As Portuguese firms face liberalisation in a post-bailout world and the home market remains tough, many are setting their sights overseas
As Portugal welcomed in 2013 the country’s lawyers were no doubt wondering whether the new year would bring a change in fortune for a country that has been hard hit by the eurozone crisis. While most lawyers are realistic that dramatic improvement is far from just around the corner, longer term growth is keeping them hanging on.
“The Portuguese domestic market is flat at best,” admits Rui Amendoeira, managing partner at Miranda Correia Amendoeira & Associados. “It’s been like this for the past four years or so, and things are obviously not going to pick up this year. The consensus is that 2013 is not yet the recovery year.”
“Last year was more than challenging,” adds Manuel Santos Vitor, managing partner and head of corporate and M&A at PLMJ. “It was very much the mark of the way Portugal will go on until at least 2014, including big cuts in the public sector, while public investment stopped almost altogether.”
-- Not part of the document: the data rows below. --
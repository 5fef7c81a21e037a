//! Live vendor connection checks

use awaz_core::traits::{ConversationalAgent, SpeechSynthesizer, TelephonyProvider};
use awaz_core::AppResult;
use serde::Serialize;
use std::sync::Arc;
use tracing::{info, instrument, warn};

const AGENT_ID_VAR: &str = "ELEVENLABS_AGENT_ID";
const AGENT_NOT_CONFIGURED: &str =
    "Agent ID not configured. Please set ELEVENLABS_AGENT_ID in environment variables.";

/// Outcome of one connection test
#[derive(Debug, Clone, PartialEq, Eq, Serialize)]
pub struct ConnectionCheck {
    pub success: bool,
    #[serde(skip_serializing_if = "Option::is_none")]
    pub error: Option<String>,
}

impl ConnectionCheck {
    pub fn ok() -> Self {
        Self {
            success: true,
            error: None,
        }
    }

    pub fn failed(error: impl Into<String>) -> Self {
        Self {
            success: false,
            error: Some(error.into()),
        }
    }

    fn from_result<T>(result: &AppResult<T>) -> Self {
        match result {
            Ok(_) => Self::ok(),
            Err(e) => Self::failed(e.to_string()),
        }
    }
}

#[derive(Debug, Clone, Serialize)]
#[serde(rename_all = "camelCase")]
pub struct DiagnosticsReport {
    pub twilio: ConnectionCheck,
    pub elevenlabs: ConnectionCheck,
    pub conversational_ai: ConnectionCheck,
    /// Voices visible on the ElevenLabs account, when listing worked
    pub voice_count: Option<usize>,
}

impl DiagnosticsReport {
    pub fn all_passed(&self) -> bool {
        self.twilio.success && self.elevenlabs.success && self.conversational_ai.success
    }
}

pub struct DiagnosticsService {
    telephony: Arc<dyn TelephonyProvider>,
    speech: Arc<dyn SpeechSynthesizer>,
    agent: Arc<dyn ConversationalAgent>,
}

impl DiagnosticsService {
    pub fn new(
        telephony: Arc<dyn TelephonyProvider>,
        speech: Arc<dyn SpeechSynthesizer>,
        agent: Arc<dyn ConversationalAgent>,
    ) -> Self {
        Self {
            telephony,
            speech,
            agent,
        }
    }

    /// Contact both vendors and report what works
    #[instrument(skip(self))]
    pub async fn run(&self) -> DiagnosticsReport {
        let (account, voices) = tokio::join!(self.telephony.verify_account(), self.speech.list_voices());

        let twilio = ConnectionCheck::from_result(&account);
        let elevenlabs = ConnectionCheck::from_result(&voices);

        // The agent check reuses the voice listing to prove the API key works
        let conversational_ai = if !elevenlabs.success {
            elevenlabs.clone()
        } else {
            match self.agent.missing_setting() {
                None => ConnectionCheck::ok(),
                Some(AGENT_ID_VAR) => ConnectionCheck::failed(AGENT_NOT_CONFIGURED),
                Some(var) => ConnectionCheck::failed(format!(
                    "{} not configured. Please set it in environment variables.",
                    var
                )),
            }
        };

        let report = DiagnosticsReport {
            twilio,
            elevenlabs,
            conversational_ai,
            voice_count: voices.as_ref().ok().map(Vec::len),
        };

        if report.all_passed() {
            info!("Vendor diagnostics passed");
        } else {
            warn!("Vendor diagnostics failed: {:?}", report);
        }

        report
    }
}
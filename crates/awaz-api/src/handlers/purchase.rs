//! Purchase funnel handlers

use crate::dto::purchase::{PackageCatalog, QuoteQuery};
use crate::dto::ApiResponse;
use actix_web::{web, HttpResponse};
use awaz_core::AppError;
use awaz_services::CheckoutService;
use tracing::{debug, instrument, warn};

/// Package catalog with per-credit prices and usage estimates
///
/// GET /api/purchase/packages
pub async fn list_packages(service: web::Data<CheckoutService>) -> HttpResponse {
    let catalog = PackageCatalog::new(service.packages());
    HttpResponse::Ok().json(ApiResponse::success(catalog))
}

/// Price a custom number of credits
///
/// GET /api/purchase/quote?credits=N
#[instrument(skip(service))]
pub async fn get_quote(
    service: web::Data<CheckoutService>,
    query: web::Query<QuoteQuery>,
) -> Result<HttpResponse, AppError> {
    let credits = query.credits()?;
    debug!(credits, "Quoting custom credits");

    let quote = service.quote(credits).map_err(|e| {
        warn!("Custom quote rejected: {}", e);
        e
    })?;

    Ok(HttpResponse::Ok().json(ApiResponse::success(quote)))
}

pub fn configure(cfg: &mut web::ServiceConfig) {
    cfg.service(
        web::scope("/purchase")
            .route("/packages", web::get().to(list_packages))
            .route("/quote", web::get().to(get_quote)),
    );
}
//! Shared fixtures for the HTTP tests: in-memory vendors and an app builder

#![allow(dead_code)]

use async_trait::async_trait;
use awaz_api::AppServices;
use awaz_core::models::{
    CallDetails, CallStatus, ConversationDetails, ConversationRequest, ConversationStarted,
    OutboundCall, PlacedCall, SpeechAudio, SpeechRequest, TranscriptTurn, VoiceInfo,
};
use awaz_core::traits::{ConversationalAgent, SpeechSynthesizer, TelephonyProvider};
use awaz_core::{AppError, AppResult};
use awaz_services::ServiceStatus;
use parking_lot::Mutex;
use std::collections::BTreeMap;
use std::sync::Arc;

#[derive(Default)]
pub struct FakeTwilio {
    pub fail_with: Option<String>,
    pub placed: Mutex<Vec<OutboundCall>>,
}

#[async_trait]
impl TelephonyProvider for FakeTwilio {
    fn is_configured(&self) -> bool {
        self.fail_with.is_none()
    }

    fn caller_id(&self) -> Option<String> {
        Some("+15005550006".to_string())
    }

    async fn place_call(&self, call: &OutboundCall) -> AppResult<PlacedCall> {
        if let Some(message) = &self.fail_with {
            return Err(AppError::NotConfigured(message.clone()));
        }
        self.placed.lock().push(call.clone());
        Ok(PlacedCall {
            sid: "CA0001".to_string(),
            status: CallStatus::Queued,
        })
    }

    async fn fetch_call(&self, sid: &str) -> AppResult<CallDetails> {
        if sid == "CAmissing" {
            return Err(AppError::NotFound("The requested resource was not found".to_string()));
        }
        Ok(CallDetails {
            sid: sid.to_string(),
            status: CallStatus::InProgress,
            duration: None,
            price: None,
            direction: Some("outbound-api".to_string()),
            start_time: None,
            end_time: None,
        })
    }

    async fn verify_account(&self) -> AppResult<()> {
        match &self.fail_with {
            Some(message) => Err(AppError::NotConfigured(message.clone())),
            None => Ok(()),
        }
    }
}

#[derive(Default)]
pub struct FakeElevenLabs {
    pub requests: Mutex<Vec<SpeechRequest>>,
}

#[async_trait]
impl SpeechSynthesizer for FakeElevenLabs {
    fn is_configured(&self) -> bool {
        true
    }

    async fn synthesize(&self, request: &SpeechRequest) -> AppResult<SpeechAudio> {
        self.requests.lock().push(request.clone());
        Ok(SpeechAudio::new(vec![0u8; 16_000]))
    }

    async fn list_voices(&self) -> AppResult<Vec<VoiceInfo>> {
        Ok(vec![VoiceInfo {
            voice_id: "pNInz6obpgDQGcFmaJgB".to_string(),
            name: "Adam".to_string(),
            category: Some("premade".to_string()),
            labels: BTreeMap::from([("accent".to_string(), "american".to_string())]),
            preview_url: None,
        }])
    }
}

#[derive(Default)]
pub struct FakeAgent {
    pub requests: Mutex<Vec<ConversationRequest>>,
}

#[async_trait]
impl ConversationalAgent for FakeAgent {
    fn missing_setting(&self) -> Option<&'static str> {
        None
    }

    async fn start_call(&self, request: &ConversationRequest) -> AppResult<ConversationStarted> {
        self.requests.lock().push(request.clone());
        Ok(ConversationStarted {
            conversation_id: "conv_42".to_string(),
            call_sid: Some("CA0042".to_string()),
            status: "initiated".to_string(),
        })
    }

    async fn get_conversation(&self, conversation_id: &str) -> AppResult<ConversationDetails> {
        if conversation_id == "missing" {
            return Err(AppError::NotFound(format!("Conversation {}", conversation_id)));
        }
        Ok(ConversationDetails {
            id: conversation_id.to_string(),
            status: "done".to_string(),
            agent_id: Some("agent_1".to_string()),
            customer_phone_number: Some("+919876543210".to_string()),
            start_time: None,
            duration_secs: Some(42),
            transcript: vec![TranscriptTurn {
                role: "agent".to_string(),
                message: Some("Namaste!".to_string()),
                time_in_call_secs: Some(0),
            }],
        })
    }
}

/// Vendor fakes kept around so tests can inspect what was sent
pub struct Vendors {
    pub twilio: Arc<FakeTwilio>,
    pub elevenlabs: Arc<FakeElevenLabs>,
    pub agent: Arc<FakeAgent>,
}

impl Vendors {
    pub fn new() -> Self {
        Self::with_twilio(FakeTwilio::default())
    }

    pub fn with_twilio(twilio: FakeTwilio) -> Self {
        Self {
            twilio: Arc::new(twilio),
            elevenlabs: Arc::new(FakeElevenLabs::default()),
            agent: Arc::new(FakeAgent::default()),
        }
    }

    pub fn services(&self) -> AppServices {
        AppServices::new(
            self.twilio.clone(),
            self.elevenlabs.clone(),
            self.agent.clone(),
            ServiceStatus::from_flags(true, false),
        )
    }
}

/// Build the full app around `$vendors`
macro_rules! test_app {
    ($vendors:expr) => {{
        let services = $vendors.services();
        actix_web::test::init_service(
            actix_web::App::new().configure(|cfg| services.configure(cfg)),
        )
        .await
    }};
}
Certain parts of the market continue to struggle more than others, according to Nelson Raposo Bernardo, managing partner of Raposo Bernardo.
“There’s no doubt that many firms are suffering the effects of this crisis,” he notes. “The firms that have suffered most are those that have no foreign offices and are therefore exposed to the Portuguese economy, those that have traditionally concentrated on a few select clients or that were just too big or too small.”
Amendoeira stresses that the austerity cuts have continued to take their toll on all parts of the market.
“There are a few niche firms focused on real estate work and the public sector that have been badly affected, but bigger firms have also had to cut overheads and streamline operations as the market is not profitable enough,” he comments. “Even with the same amount of work, in economic terms things are radically different.”
Pressures on pricing are also a bone of contention, remarks Maria João Ricou, co-managing partner of Cuatrecasas Gonçalves Pereira in Lisbon.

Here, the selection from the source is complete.